Joy Stephenson-Laws é autora e sócia fundadora da Stephenson Acquisto & Colman, uma firma de advogados de saúde, assim como fundadora da Proactive Health Labs, uma empresa nacional sem fins lucrativos de saúde.
Ela disse que, do ponto de vista do consumidor, estes veredictos irão longe para dissuadir uma conduta futura semelhante por parte dos fabricantes de produtos de consumo.
“No entanto, eles não resolvem as terríveis questões com as quais estes queixosos tiveram de lidar”, disse ela. “Portanto, é realmente importante que, como consumidores, tenhamos uma abordagem mais pró-activa quando compramos produtos”. Não podemos assumir que receberemos um aviso se um produto não for seguro para o nosso uso”.
Por exemplo, ela disse que os consumidores precisam aprender sobre os ingredientes identificados nos rótulos e não assumir que eles são seguros.
“Isto inclui itens cosméticos, assim como produtos de limpeza e outros produtos usados em casa”, disse-nos Stephenson-Laws. “Se não tivermos certeza sobre como um ingrediente em particular pode afetar a nossa saúde, devemos procurar aconselhamento de nossos médicos ou de um profissional de saúde competente”.
Stephenson-Laws também recomenda que os consumidores obtenham um teste anual de toxinas para identificar níveis insalubres de toxinas como ácido benzóico, arsênico, cádmio, chumbo ou mercúrio em seu corpo.
“Estas toxinas podem vir de vários alimentos, produtos de consumo, suprimentos domésticos, etc.”, disse ela.
“Uma vez identificados os níveis de toxinas insalubres, podemos trabalhar com um profissional competente para reduzir esses níveis antes que eles criem problemas de saúde. Estes problemas de saúde incluem vários tipos de cânceres e há algumas evidências que ligam muitas destas toxinas à mama, pulmões e outras formas de câncer”.
Rachel Lanier, advogada associada da firma Lanier e membro da equipe de ensaios de talco, nos disse que, com base numa revisão minuciosa da literatura científica e médica, incluindo dezenas de estudos que remontam pelo menos a 1960, a Agência Internacional de Pesquisa do Câncer (IARC) concluiu que o amianto causa câncer nos ovários.

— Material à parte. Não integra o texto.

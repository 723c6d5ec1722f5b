//! CLI end-to-end tests that invoke the compiled `yara-metadata` binary.
//!
//! These tests use `env!("CARGO_BIN_EXE_yara-metadata")` to locate the
//! binary and run it inside scratch git repositories.

use std::path::{Path, PathBuf};
use std::process::{Command, Output};

use tempfile::TempDir;
use yarameta_test_utils::git::GitFixture;
use yarameta_test_utils::rules::{rule, rule_with_condition};

fn bin() -> PathBuf {
    PathBuf::from(env!("CARGO_BIN_EXE_yara-metadata"))
}

fn command(dir: &Path) -> Command {
    let mut cmd = Command::new(bin());
    cmd.current_dir(dir)
        .env("NO_COLOR", "1")
        .env_remove("YARA_METADATA_BRANCH_FROM")
        .env_remove("YARA_METADATA_BRANCH_TO");
    cmd
}

fn run(dir: &Path, args: &[&str]) -> Output {
    command(dir)
        .args(args)
        .output()
        .expect("failed to execute yara-metadata binary")
}

fn stdout(out: &Output) -> String {
    String::from_utf8_lossy(&out.stdout).into_owned()
}

fn stderr(out: &Output) -> String {
    String::from_utf8_lossy(&out.stderr).into_owned()
}

/// Three commits touching `rules/a.yara` on Jan 1st, Feb 1st and Mar 1st.
fn three_commit_fixture() -> GitFixture {
    let fixture = GitFixture::new();
    fixture.commit_file("rules/a.yara", &rule("a", &[]), "2024-01-01");
    fixture.commit_file("rules/a.yara", &rule_with_condition("a", &[], "#a > 1"), "2024-02-01");
    fixture.commit_file("rules/a.yara", &rule_with_condition("a", &[], "#a > 2"), "2024-03-01");
    fixture
}

#[test]
fn test_help_exits_zero() {
    let out = Command::new(bin()).arg("--help").output().unwrap();
    assert!(out.status.success(), "--help should exit 0");
    assert!(stdout(&out).contains("--initial"));
}

#[test]
fn test_outside_repository_fails() {
    let temp = TempDir::new().unwrap();
    let out = run(temp.path(), &["--initial", "a.yara"]);

    assert_eq!(out.status.code(), Some(1));
    assert!(stderr(&out).contains("Not a git repository"), "stderr: {}", stderr(&out));
}

#[test]
fn test_initial_run_stamps_rule() {
    let fixture = three_commit_fixture();
    let out = run(fixture.root(), &["--initial", "rules/a.yara"]);

    assert!(out.status.success(), "stderr: {}", stderr(&out));
    let text = fixture.read("rules/a.yara");
    assert!(text.contains("created_on = \"2024-01-01\""));
    assert!(text.contains("last_modified = \"2024-03-01\""));
    assert!(stdout(&out).contains("rules/a.yara"));
}

#[test]
fn test_custom_tags_and_hash() {
    let fixture = three_commit_fixture();
    let head = fixture.repo().head().unwrap().target().unwrap().to_string();

    let out = run(
        fixture.root(),
        &[
            "--initial",
            "--hash",
            "--created-tag",
            "first_seen",
            "--modified-tag",
            "last_seen",
            "rules/a.yara",
        ],
    );

    assert!(out.status.success(), "stderr: {}", stderr(&out));
    let text = fixture.read("rules/a.yara");
    assert!(text.contains("first_seen = \"2024-01-01\""));
    assert!(text.contains("last_seen = \"2024-03-01\""));
    assert!(text.contains(&format!("commit_hash = \"{head}\"")));
}

#[test]
fn test_json_report() {
    let fixture = three_commit_fixture();
    let out = run(fixture.root(), &["--initial", "--json", "rules/a.yara"]);

    assert!(out.status.success(), "stderr: {}", stderr(&out));
    let report: serde_json::Value = serde_json::from_slice(&out.stdout).unwrap();
    assert_eq!(report["mode"], "full-history");
    assert_eq!(report["commits_scanned"], 3);
    assert_eq!(report["updated"].as_array().unwrap().len(), 1);
}

#[test]
fn test_dry_run_does_not_write() {
    let fixture = three_commit_fixture();
    let before = fixture.read("rules/a.yara");

    let out = run(fixture.root(), &["--initial", "--dry-run", "rules/a.yara"]);

    assert!(out.status.success(), "stderr: {}", stderr(&out));
    assert_eq!(fixture.read("rules/a.yara"), before);
    assert!(stdout(&out).contains("+    created_on = \"2024-01-01\""));
}

#[test]
fn test_parse_failure_is_reported_but_succeeds() {
    let fixture = GitFixture::new();
    let broken = "rule broken {\n  strings:\n    $a = \"x\"\n}\n";
    fixture.write("rules/broken.yara", broken);
    fixture.write("rules/good.yara", &rule("good", &[]));
    fixture.commit("Add rules", "2024-01-01");

    let out = run(
        fixture.root(),
        &["--initial", "rules/broken.yara", "rules/good.yara"],
    );

    assert!(out.status.success(), "stderr: {}", stderr(&out));
    assert_eq!(fixture.read("rules/broken.yara"), broken);
    assert!(fixture.read("rules/good.yara").contains("created_on = \"2024-01-01\""));
    let printed = stdout(&out);
    assert!(printed.contains("would have written"));
    assert!(printed.contains("created_on = \"2024-01-01\", last_modified = \"2024-01-01\""));
}

#[test]
fn test_branch_range_from_environment() {
    let fixture = GitFixture::new();
    fixture.commit_file("rules/a.yara", &rule("a", &[]), "2024-01-01");
    fixture.branch("base");
    fixture.commit_file("rules/a.yara", &rule_with_condition("a", &[], "#a > 1"), "2024-02-01");

    let out = command(fixture.root())
        .env("YARA_METADATA_BRANCH_FROM", "base")
        .env("YARA_METADATA_BRANCH_TO", "HEAD")
        .args(["--json", "rules/a.yara"])
        .output()
        .unwrap();

    assert!(out.status.success(), "stderr: {}", stderr(&out));
    let report: serde_json::Value = serde_json::from_slice(&out.stdout).unwrap();
    assert_eq!(report["mode"], "branch-range base..HEAD");
    assert!(fixture.read("rules/a.yara").contains("created_on = \"2024-02-01\""));
}

#[test]
fn test_unknown_revision_is_fatal() {
    let fixture = three_commit_fixture();
    let before = fixture.read("rules/a.yara");

    let out = run(
        fixture.root(),
        &["--branch-from", "no-such-branch", "--branch-to", "HEAD", "rules/a.yara"],
    );

    assert_eq!(out.status.code(), Some(1));
    assert!(stderr(&out).contains("no-such-branch"));
    assert_eq!(fixture.read("rules/a.yara"), before);
}

#[test]
fn test_settings_file_is_picked_up() {
    let fixture = three_commit_fixture();
    fixture.write(".yara-metadata.toml", "created_tag = \"born\"\n");

    let out = run(fixture.root(), &["--initial", "rules/a.yara"]);

    assert!(out.status.success(), "stderr: {}", stderr(&out));
    assert!(fixture.read("rules/a.yara").contains("born = \"2024-01-01\""));
}

#[test]
fn test_invalid_tag_is_rejected() {
    let fixture = three_commit_fixture();
    let out = run(fixture.root(), &["--created-tag", "not a key", "rules/a.yara"]);

    assert_eq!(out.status.code(), Some(1));
    assert!(stderr(&out).contains("created_tag"));
}

#[test]
fn test_local_mode_twice_is_stable() {
    let fixture = GitFixture::new();
    fixture.commit_file("rules/a.yara", &rule("a", &[]), "2024-01-01");
    fixture.write("rules/a.yara", &rule_with_condition("a", &[], "#a > 3"));

    let first = run(fixture.root(), &["rules/a.yara"]);
    assert!(first.status.success(), "stderr: {}", stderr(&first));
    let after_first = fixture.read("rules/a.yara");
    assert!(after_first.contains("last_modified = \""));

    let second = run(fixture.root(), &["--json", "rules/a.yara"]);
    assert!(second.status.success());
    let report: serde_json::Value = serde_json::from_slice(&second.stdout).unwrap();
    assert!(report["updated"].as_array().unwrap().is_empty());
    assert_eq!(fixture.read("rules/a.yara"), after_first);
}

#[test]
fn test_local_mode_after_commit_stamps_last_change() {
    let fixture = GitFixture::new();
    let dated = [("created_on", "2023-01-01"), ("last_modified", "2023-01-01")];
    fixture.commit_file("rules/a.yara", &rule("a", &dated), "2024-01-01");
    fixture.commit_file("rules/a.yara", &rule_with_condition("a", &dated, "#a > 3"), "2024-02-01");

    let out = run(fixture.root(), &["--json", "rules/a.yara"]);

    assert!(out.status.success(), "stderr: {}", stderr(&out));
    let report: serde_json::Value = serde_json::from_slice(&out.stdout).unwrap();
    assert_eq!(report["mode"], "local");
    assert_eq!(report["updated"].as_array().unwrap().len(), 1);
    let text = fixture.read("rules/a.yara");
    assert!(text.contains("created_on = \"2023-01-01\""));
    assert!(!text.contains("last_modified = \"2023-01-01\""));
}
//! Outcome of a reconciliation run

use std::path::PathBuf;

use serde::{Deserialize, Serialize};

use crate::writer::MetaChange;

/// Metadata changes made to one rule.
#[derive(Debug, Clone, PartialEq, Eq, Serialize, Deserialize)]
pub struct RuleUpdate {
    pub rule: String,
    pub changes: Vec<MetaChange>,
}

/// A rule file whose metadata changed.
#[derive(Debug, Clone, PartialEq, Eq, Serialize, Deserialize)]
pub struct FileUpdate {
    pub path: PathBuf,
    pub rules: Vec<RuleUpdate>,
    /// Unified diff of the rewrite; only filled in on dry runs
    #[serde(default, skip_serializing_if = "Option::is_none")]
    pub diff: Option<String>,
}

/// A rule file that could not be parsed and was left alone.
#[derive(Debug, Clone, PartialEq, Eq, Serialize, Deserialize)]
pub struct ParseFailure {
    pub path: PathBuf,
    pub error: String,
    /// The metadata the file's rules would have received
    pub metadata: String,
}

/// Report from a reconciliation run
#[derive(Debug, Clone, Default, PartialEq, Eq, Serialize, Deserialize)]
pub struct RunReport {
    pub mode: String,
    pub dry_run: bool,
    /// Commits that contributed to provenance
    pub commits_scanned: usize,
    /// Commits skipped because they are ignored
    pub commits_ignored: usize,
    pub updated: Vec<FileUpdate>,
    pub unchanged: Vec<PathBuf>,
    pub failures: Vec<ParseFailure>,
    pub warnings: Vec<String>,
}

impl RunReport {
    pub fn new(mode: impl Into<String>, dry_run: bool) -> Self {
        Self {
            mode: mode.into(),
            dry_run,
            ..Self::default()
        }
    }

    /// Number of rules that received metadata changes.
    pub fn rules_updated(&self) -> usize {
        self.updated.iter().map(|f| f.rules.len()).sum()
    }

    pub fn has_failures(&self) -> bool {
        !self.failures.is_empty()
    }
}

“A FDA disse que seria inaceitável que o amianto estivesse em talco porque o amianto é um conhecido carcinógeno, mas a FDA tem que confiar nas empresas, incluindo a J&J, para auto-regulamentar e fornecer-lhes dados e informações”, disse ela.
Em 2016, ela continuou: “A J&J disse à FDA que nunca houve amianto em pó de talco J&J e que nunca haverá”. Isto é simplesmente falso e o júri deste caso viu dezenas de documentos que o provaram”. O próprio especialista contratado pela J&J, Dr. Matthew Sanchez, testemunhou neste caso sob juramento que havia encontrado amianto no talco da J&J”.

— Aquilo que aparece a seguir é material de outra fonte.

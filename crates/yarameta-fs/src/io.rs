//! Atomic I/O operations and content-aware file synchronization

use std::fs::{self, OpenOptions};
use std::io::Write;
use std::path::Path;

use fs2::FileExt;

use crate::{Error, Result};

/// Write content atomically to a file with locking.
///
/// Uses write-to-temp-then-rename so an interrupted run never leaves a
/// truncated rule file behind. When the target already exists its
/// permissions are carried over to the replacement.
pub fn write_atomic(path: &Path, content: &[u8]) -> Result<()> {
    if let Some(parent) = path.parent().filter(|p| !p.as_os_str().is_empty()) {
        fs::create_dir_all(parent).map_err(|e| Error::io(parent, e))?;
    }

    // Same directory keeps the rename on one filesystem
    let temp_name = format!(
        ".{}.{}.tmp",
        path.file_name()
            .map(|n| n.to_string_lossy())
            .unwrap_or_default(),
        std::process::id()
    );
    let temp_path = path.with_file_name(&temp_name);

    let mut temp_file = OpenOptions::new()
        .write(true)
        .create(true)
        .truncate(true)
        .open(&temp_path)
        .map_err(|e| Error::io(&temp_path, e))?;

    let result = (|| {
        temp_file
            .lock_exclusive()
            .map_err(|_| Error::LockFailed {
                path: path.to_path_buf(),
            })?;

        temp_file
            .write_all(content)
            .map_err(|e| Error::io(&temp_path, e))?;
        temp_file.sync_all().map_err(|e| Error::io(&temp_path, e))?;

        if let Ok(metadata) = fs::metadata(path) {
            fs::set_permissions(&temp_path, metadata.permissions())
                .map_err(|e| Error::io(&temp_path, e))?;
        }

        temp_file.unlock().map_err(|_| Error::LockFailed {
            path: path.to_path_buf(),
        })?;

        fs::rename(&temp_path, path).map_err(|e| Error::io(path, e))
    })();

    if result.is_err() {
        let _ = fs::remove_file(&temp_path);
    }
    result
}

/// Read text content from a file.
pub fn read_text(path: &Path) -> Result<String> {
    fs::read_to_string(path).map_err(|e| Error::io(path, e))
}

/// Bring `path` in line with `content`, writing only when the bytes differ.
///
/// Returns `true` when the file was (re)written and `false` when it already
/// held exactly `content`. Skipping identical writes keeps mtimes stable for
/// tools that watch the rule corpus.
pub fn sync_text(path: &Path, content: &str) -> Result<bool> {
    match fs::read(path) {
        Ok(current) if current == content.as_bytes() => {
            tracing::debug!(path = %path.display(), "Content unchanged, skipping write");
            return Ok(false);
        }
        Ok(_) => {}
        Err(e) if e.kind() == std::io::ErrorKind::NotFound => {}
        Err(e) => return Err(Error::io(path, e)),
    }

    write_atomic(path, content.as_bytes())?;
    tracing::debug!(path = %path.display(), bytes = content.len(), "Wrote file");
    Ok(true)
}

#[cfg(test)]
mod tests {
    use super::*;
    use tempfile::TempDir;

    #[test]
    fn test_write_atomic_leaves_no_temp_file() {
        let temp = TempDir::new().unwrap();
        let path = temp.path().join("rule.yara");

        write_atomic(&path, b"rule a { condition: true }").unwrap();

        let entries: Vec<_> = fs::read_dir(temp.path())
            .unwrap()
            .map(|e| e.unwrap().file_name().to_string_lossy().into_owned())
            .collect();
        assert_eq!(entries, vec!["rule.yara".to_string()]);
    }

    #[cfg(unix)]
    #[test]
    fn test_write_atomic_preserves_permissions() {
        use std::os::unix::fs::PermissionsExt;

        let temp = TempDir::new().unwrap();
        let path = temp.path().join("rule.yara");
        fs::write(&path, "old").unwrap();
        fs::set_permissions(&path, fs::Permissions::from_mode(0o640)).unwrap();

        write_atomic(&path, b"new").unwrap();

        let mode = fs::metadata(&path).unwrap().permissions().mode() & 0o777;
        assert_eq!(mode, 0o640);
    }
}
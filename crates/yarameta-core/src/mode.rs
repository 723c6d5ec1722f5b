//! Run mode selection

use std::fmt;

/// How provenance is derived for a run.
#[derive(Debug, Clone, PartialEq, Eq)]
pub enum Mode {
    /// Walk every commit reachable from `HEAD`.
    FullHistory,
    /// Walk the commits in `from..to`, in `HEAD` history order.
    BranchRange { from: String, to: String },
    /// Compare rule files against the parent of `HEAD` and stamp changed rules
    /// with today's date.
    Local,
}

impl Mode {
    /// Pick the mode from the `--initial` flag and the branch range.
    ///
    /// `--initial` wins; a range is used only when both ends are given.
    pub fn select(initial: bool, from: Option<&str>, to: Option<&str>) -> Self {
        if initial {
            return Self::FullHistory;
        }
        match (non_empty(from), non_empty(to)) {
            (Some(from), Some(to)) => Self::BranchRange {
                from: from.to_string(),
                to: to.to_string(),
            },
            _ => Self::Local,
        }
    }
}

fn non_empty(value: Option<&str>) -> Option<&str> {
    value.map(str::trim).filter(|v| !v.is_empty())
}

impl fmt::Display for Mode {
    fn fmt(&self, f: &mut fmt::Formatter<'_>) -> fmt::Result {
        match self {
            Self::FullHistory => write!(f, "full-history"),
            Self::BranchRange { from, to } => write!(f, "branch-range {from}..{to}"),
            Self::Local => write!(f, "local"),
        }
    }
}

#[cfg(test)]
mod tests {
    use super::*;
    use rstest::rstest;

    #[rstest]
    #[case(true, Some("main"), Some("topic"), Mode::FullHistory)]
    #[case(false, Some("main"), Some("topic"), Mode::BranchRange { from: "main".into(), to: "topic".into() })]
    #[case(false, Some("main"), None, Mode::Local)]
    #[case(false, Some(""), Some("topic"), Mode::Local)]
    #[case(false, None, None, Mode::Local)]
    fn test_select(
        #[case] initial: bool,
        #[case] from: Option<&str>,
        #[case] to: Option<&str>,
        #[case] expected: Mode,
    ) {
        assert_eq!(Mode::select(initial, from, to), expected);
    }

    #[test]
    fn test_display() {
        let mode = Mode::BranchRange {
            from: "main".into(),
            to: "HEAD".into(),
        };
        assert_eq!(mode.to_string(), "branch-range main..HEAD");
        assert_eq!(Mode::Local.to_string(), "local");
    }
}
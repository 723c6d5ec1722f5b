//! Error types for yarameta-core

/// Result type for yarameta-core operations
pub type Result<T> = std::result::Result<T, Error>;

/// Errors that abort a run
///
/// Problems confined to a single rule file (parse failures, missing
/// baselines) are not errors; they end up in the
/// [`RunReport`](crate::RunReport).
#[derive(Debug, thiserror::Error)]
pub enum Error {
    /// A settings value that cannot be used
    #[error("Invalid setting `{key}`: {message}")]
    InvalidSetting { key: String, message: String },

    /// An ignored commit prefix that names more than one commit
    #[error("Ignored hash `{prefix}` is ambiguous: it matches {matches} commits")]
    AmbiguousCommitPrefix { prefix: String, matches: usize },

    // Transparent wrappers for underlying crate errors
    /// Filesystem error from yarameta-fs
    #[error(transparent)]
    Fs(#[from] yarameta_fs::Error),

    /// Git error from yarameta-git
    #[error(transparent)]
    Git(#[from] yarameta_git::Error),
}
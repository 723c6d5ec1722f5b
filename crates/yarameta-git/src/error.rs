//! Error types for yarameta-git

use std::path::PathBuf;

/// Result type for yarameta-git operations
pub type Result<T> = std::result::Result<T, Error>;

/// Errors that can occur in yarameta-git operations
#[derive(Debug, thiserror::Error)]
pub enum Error {
    #[error("Git error: {0}")]
    Git(#[from] git2::Error),

    #[error("Filesystem error: {0}")]
    Fs(#[from] yarameta_fs::Error),

    #[error("Not a git repository (or any parent): {path}")]
    NotARepository { path: PathBuf },

    #[error("Repository at {path} has no working tree")]
    BareRepository { path: PathBuf },

    #[error("HEAD does not point to a commit yet")]
    UnbornHead,

    #[error("Revision '{rev}' could not be resolved to a commit")]
    RevisionNotFound { rev: String },

    #[error("Commit '{id}' not found")]
    CommitNotFound { id: String },
}
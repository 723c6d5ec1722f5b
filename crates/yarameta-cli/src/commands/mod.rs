//! Command implementations for yarameta-cli

pub mod stamp;

pub use stamp::run_stamp;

Quais são as alternativas?
Então, o que pode fazer se não se sentir à vontade para usar um pó à base de talco em si ou no seu bebé?
Nós fornecemos uma lista de sugestões em seu site.

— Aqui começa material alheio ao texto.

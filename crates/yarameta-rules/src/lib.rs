//! YARA rule-text parsing and metadata editing for yara-metadata
//!
//! Understands just enough of the YARA grammar to find rule boundaries,
//! names, tags and `meta:` entries. Edits are kept as pending changes on
//! each [`Rule`] and spliced into the original text on serialization, so
//! everything outside the touched metadata values stays byte-identical.

pub mod diff;
pub mod edit;
pub mod error;
pub mod lexer;
pub mod meta;
mod parser;
pub mod rule;
pub mod rule_file;

pub use diff::unified_diff;
pub use edit::{Edit, EditKind};
pub use error::{Error, Result};
pub use meta::{Meta, MetaValue};
pub use rule::Rule;
pub use rule_file::RuleFile;
//! Normalized path handling for matching on-disk files against git paths

use std::path::{Path, PathBuf};

use crate::{Error, Result};

/// A path normalized to use forward slashes internally.
///
/// Git reports repository paths with forward slashes on every platform, so
/// candidate files are converted into this form before they are compared
/// against commit deltas.
#[derive(Debug, Clone, PartialEq, Eq, Hash, PartialOrd, Ord)]
pub struct NormalizedPath {
    /// Internal representation always uses forward slashes
    inner: String,
}

impl NormalizedPath {
    /// Create a new NormalizedPath from any path-like input.
    ///
    /// Backslashes become forward slashes and a leading `./` is dropped.
    pub fn new(path: impl AsRef<Path>) -> Self {
        let path_str = path.as_ref().to_string_lossy();
        let normalized = path_str.replace('\\', "/");
        let trimmed = normalized.strip_prefix("./").unwrap_or(&normalized);
        Self {
            inner: trimmed.to_string(),
        }
    }

    /// Resolve `path` against `root` and return it relative to `root`.
    ///
    /// Both sides are canonicalized first so that symlinked checkouts and
    /// `..` segments do not defeat the prefix check.
    ///
    /// # Errors
    ///
    /// Returns [`Error::Io`] if either path cannot be canonicalized and
    /// [`Error::OutsideRoot`] if `path` does not live under `root`.
    pub fn relative_to(path: &Path, root: &Path) -> Result<Self> {
        let canonical_root = dunce::canonicalize(root).map_err(|e| Error::io(root, e))?;
        let canonical_path = dunce::canonicalize(path).map_err(|e| Error::io(path, e))?;

        canonical_path
            .strip_prefix(&canonical_root)
            .map(Self::new)
            .map_err(|_| Error::OutsideRoot {
                path: canonical_path.clone(),
                root: canonical_root.clone(),
            })
    }

    /// Get the internal normalized string representation.
    pub fn as_str(&self) -> &str {
        &self.inner
    }

    /// Convert to a platform-native PathBuf for I/O operations.
    pub fn to_native(&self) -> PathBuf {
        PathBuf::from(&self.inner)
    }

    /// Get the file name component.
    pub fn file_name(&self) -> Option<&str> {
        let trimmed = self.inner.trim_end_matches('/');
        trimmed.rsplit('/').next().filter(|name| !name.is_empty())
    }

    /// Get the extension if present.
    pub fn extension(&self) -> Option<&str> {
        self.file_name().and_then(|name| {
            let idx = name.rfind('.')?;
            if idx == 0 {
                None
            } else {
                Some(&name[idx + 1..])
            }
        })
    }

    /// Check whether the extension is one of `extensions` (without dots).
    pub fn has_extension(&self, extensions: &[&str]) -> bool {
        self.extension()
            .is_some_and(|ext| extensions.contains(&ext))
    }
}

impl AsRef<Path> for NormalizedPath {
    fn as_ref(&self) -> &Path {
        Path::new(&self.inner)
    }
}

impl std::fmt::Display for NormalizedPath {
    fn fmt(&self, f: &mut std::fmt::Formatter<'_>) -> std::fmt::Result {
        write!(f, "{}", self.inner)
    }
}

impl From<&str> for NormalizedPath {
    fn from(s: &str) -> Self {
        Self::new(s)
    }
}

impl From<String> for NormalizedPath {
    fn from(s: String) -> Self {
        Self::new(s)
    }
}

impl From<PathBuf> for NormalizedPath {
    fn from(p: PathBuf) -> Self {
        Self::new(p)
    }
}

impl From<&Path> for NormalizedPath {
    fn from(p: &Path) -> Self {
        Self::new(p)
    }
}
//! Git history access for yara-metadata
//!
//! Exposes the commit graph through the [`HistoryProvider`] trait so the
//! reconciler can run against a real repository ([`GitHistory`]) or an
//! in-memory history in tests.

pub mod commits;
pub mod error;
pub mod history;

pub use commits::CommitInfo;
pub use error::{Error, Result};
pub use history::{GitHistory, HistoryProvider};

Para começar, há alternativas aos pós à base de talco.
Entre eles estão aqueles feitos com amido de milho, amido de araruta, amido de tapioca, farinha de aveia, e bicarbonato de sódio.
Se você usa pó à base de talco, aqui algumas recomendações:
- Não coloque o pó de bebê diretamente sobre os genitais. Em vez disso, coloque-o sobre a pele à volta dos genitais.
- Mantenha o pó de bebê longe do seu rosto ou do seu bebê para evitar a inalação da substância.
- Agite o pó de bebê nas suas mãos antes de aplicar.
- Agite primeiro o pó de bebê em um pano antes de colocá-lo em um bebê.
Continuando com a vida
Entretanto, Krystal Kim e os seus co-candidatos neste processo de alto nível tentam seguir com as suas vidas.
O cancro da Kim está em remissão, mas o ressentimento dela ainda está lá.
Quando ela soube da suposta ligação entre o pó e o câncer de ovário, Kim ficou chateada.
“Eu estava cuidando da filha de um ano da minha amiga e peguei o pó quando fui trocá-la”, disse ela.
“Pensei nisso e atirei a garrafa para o outro lado da sala. Não lhe consegui fazer isto. Não quero que nenhuma menina tenha de passar pelo que eu passei.”